Dr. Alan Berkenwald: Why I won’t prescribe medical marijuana

Last modified: Saturday, May 10, 2014

NORTHAMPTON — In a recent Gazette editorial on the subject of medical marijuana, we doctors are told to be “bold” and rise to the challenge of the newest medical emergency in our community — the urgent need to certify patients for medical marijuana.

I will try to answer this community-wide “Call to Arms.” The problem is not one of simply “withholding” a needed treatment for cancer care, ALS, glaucoma, Crohn’s and Parkinson’s Disease. There are too many issues with this law, whose intent is good but whose details are bad, that prevent me, as a practicing physician, from prescribing marijuana.

Get the backstory: Head over to the Gazette's medical marijuana Special Coverage page.

The more you learn, the more complex the issue becomes. Perhaps the Gazette editors can help me act boldly by advising me on the following issues that I struggle with:

• My malpractice insurance only covers me for the use of FDA-approved medications and treatments. If a patient I certify falls off a balcony while smoking marijuana and his family sues me for inappropriately prescribing it, who will cover my legal fees and monetary damages?

• Certifying a patient means he is eligible for up to 10 ounces of marijuana every 60 days. One ounce of marijuana rolls out to about 80 joints. That’s 800 joints for 60 days, or 13 high potency joints a day. Nobody can smoke that much by themselves. How do I, the certifying physician, ensure that none of this excess marijuana is diverted to the streets? Or sold at $500 an ounce?

• The newest “cause” behind the current narcotic epidemic is being laid at the feet of doctors who are being told they over-prescribe opiate pain killers. (Never mind that the roots of opiate dependency in this country started in the 19th century — that’s history and Americans are very forward thinking people.) Just a few years ago we doctors were told that pain was “the fourth vital sign” (after blood pressure, pulse and temperature). We were directed to treat pain aggressively.

Now, I am asked to be the gatekeeper for a mood- and mind-altering drug that has both recreational and (presumed) medical use, and directed to use my judgment in sorting out legitimate need. I have no medical literature to guide me for complaints that are not straightforward, like cancer or HIV. Who, or what, do I rely on for guidance? How do I know I am not over-prescribing?

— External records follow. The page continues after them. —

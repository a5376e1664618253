pub mod account;
pub mod class;
pub mod entry;
pub mod executor;
pub mod store;

pub use executor::QueryExecutor;
pub use store::{ClassDeletePolicy, ShowStore, StoreSettings};

use crate::auth::AuthError;
use sqlx::postgres::{PgPool, PgPoolOptions};
use std::time::Duration;

/// Errors surfaced by the persistence facade
#[derive(Debug, thiserror::Error)]
pub enum StoreError {
    #[error("database error: {0}")]
    Sqlx(#[from] sqlx::Error),

    #[error(transparent)]
    Auth(#[from] AuthError),

    #[error("an account for '{email}' already exists")]
    AccountExists { email: String },

    #[error("class {class_id} still has {entries} entries")]
    ClassHasEntries { class_id: i32, entries: i64 },
}

pub async fn create_pool(
    database_url: &str,
    max_connections: u32,
    acquire_timeout: Duration,
) -> Result<PgPool, sqlx::Error> {
    PgPoolOptions::new()
        .max_connections(max_connections)
        .acquire_timeout(acquire_timeout)
        .connect(database_url)
        .await
}

pub async fn run_migrations(pool: &PgPool) -> Result<(), sqlx::migrate::MigrateError> {
    sqlx::migrate!("./migrations")
        .run(pool)
        .await
}
use serde::{Deserialize, Serialize};
use sqlx::FromRow;

use super::validation::{bounded_integer, bounded_text, collect_errors, ValidationError};

const MAX_HORSE_NAME_LEN: usize = 20;
const MAX_RIDER_NAME_LEN: usize = 30;
const MAX_HORSE_NUMBER: i64 = 999;

/// A horse/rider pair entered into a class.
///
/// `horse_id` is the horse's back number, not a foreign key.
#[derive(Debug, Clone, Serialize, Deserialize, FromRow)]
pub struct Entry {
    pub id: i32,
    pub class_id: i32,
    pub horse_id: i32,
    pub horse_name: String,
    pub rider_name: String,
}

#[derive(Debug, Clone, Copy, PartialEq, Eq)]
pub struct HorseNumber(i32);

impl HorseNumber {
    pub fn parse(raw: &str) -> Result<Self, ValidationError> {
        bounded_integer(raw, "horse number", 1, MAX_HORSE_NUMBER).map(|v| Self(v as i32))
    }

    pub fn value(self) -> i32 {
        self.0
    }
}

#[derive(Debug, Clone, PartialEq, Eq)]
pub struct HorseName(String);

impl HorseName {
    pub fn new(raw: &str) -> Result<Self, ValidationError> {
        bounded_text(raw, "horse name", MAX_HORSE_NAME_LEN).map(Self)
    }

    pub fn as_str(&self) -> &str {
        &self.0
    }
}

#[derive(Debug, Clone, PartialEq, Eq)]
pub struct RiderName(String);

impl RiderName {
    pub fn new(raw: &str) -> Result<Self, ValidationError> {
        bounded_text(raw, "rider name", MAX_RIDER_NAME_LEN).map(Self)
    }

    pub fn as_str(&self) -> &str {
        &self.0
    }
}

/// Submitted add-entry form
#[derive(Debug, Clone, Default, Deserialize)]
#[serde(default)]
pub struct NewEntryForm {
    pub horse_number: String,
    pub horse_name: String,
    pub rider_name: String,
}

impl NewEntryForm {
    pub fn validate(&self) -> Result<(HorseNumber, HorseName, RiderName), Vec<ValidationError>> {
        match (
            HorseNumber::parse(&self.horse_number),
            HorseName::new(&self.horse_name),
            RiderName::new(&self.rider_name),
        ) {
            (Ok(number), Ok(horse), Ok(rider)) => Ok((number, horse, rider)),
            (number, horse, rider) => Err(collect_errors([number.err(), horse.err(), rider.err()])),
        }
    }
}

/// Submitted edit-entry form. The horse number cannot be changed.
#[derive(Debug, Clone, Default, Deserialize)]
#[serde(default)]
pub struct EditEntryForm {
    pub horse_name: String,
    pub rider_name: String,
}

impl EditEntryForm {
    pub fn validate(&self) -> Result<(HorseName, RiderName), Vec<ValidationError>> {
        match (HorseName::new(&self.horse_name), RiderName::new(&self.rider_name)) {
            (Ok(horse), Ok(rider)) => Ok((horse, rider)),
            (horse, rider) => Err(collect_errors([horse.err(), rider.err()])),
        }
    }
}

• The medical marijuana laws are the first medical therapies that we, as a society, voted on. I am not aware of any other medical treatments that were decided by popular vote.

Up till now it has been research and clinical studies that guided therapeutic decisions. Is this the new scientific method that we doctors are to follow? In the future are we going to vote on each new blood pressure pill or cancer chemotherapeutics and retire the Food and Drug Administration?

These are just a few of the many issues that prevent me, and I suspect my colleagues, from prescribing medical marijuana at this time.

Help me act boldly, editors of the Gazette. What advice do you have for me?

Alan Berkenwald, M.D., practices in Northampton.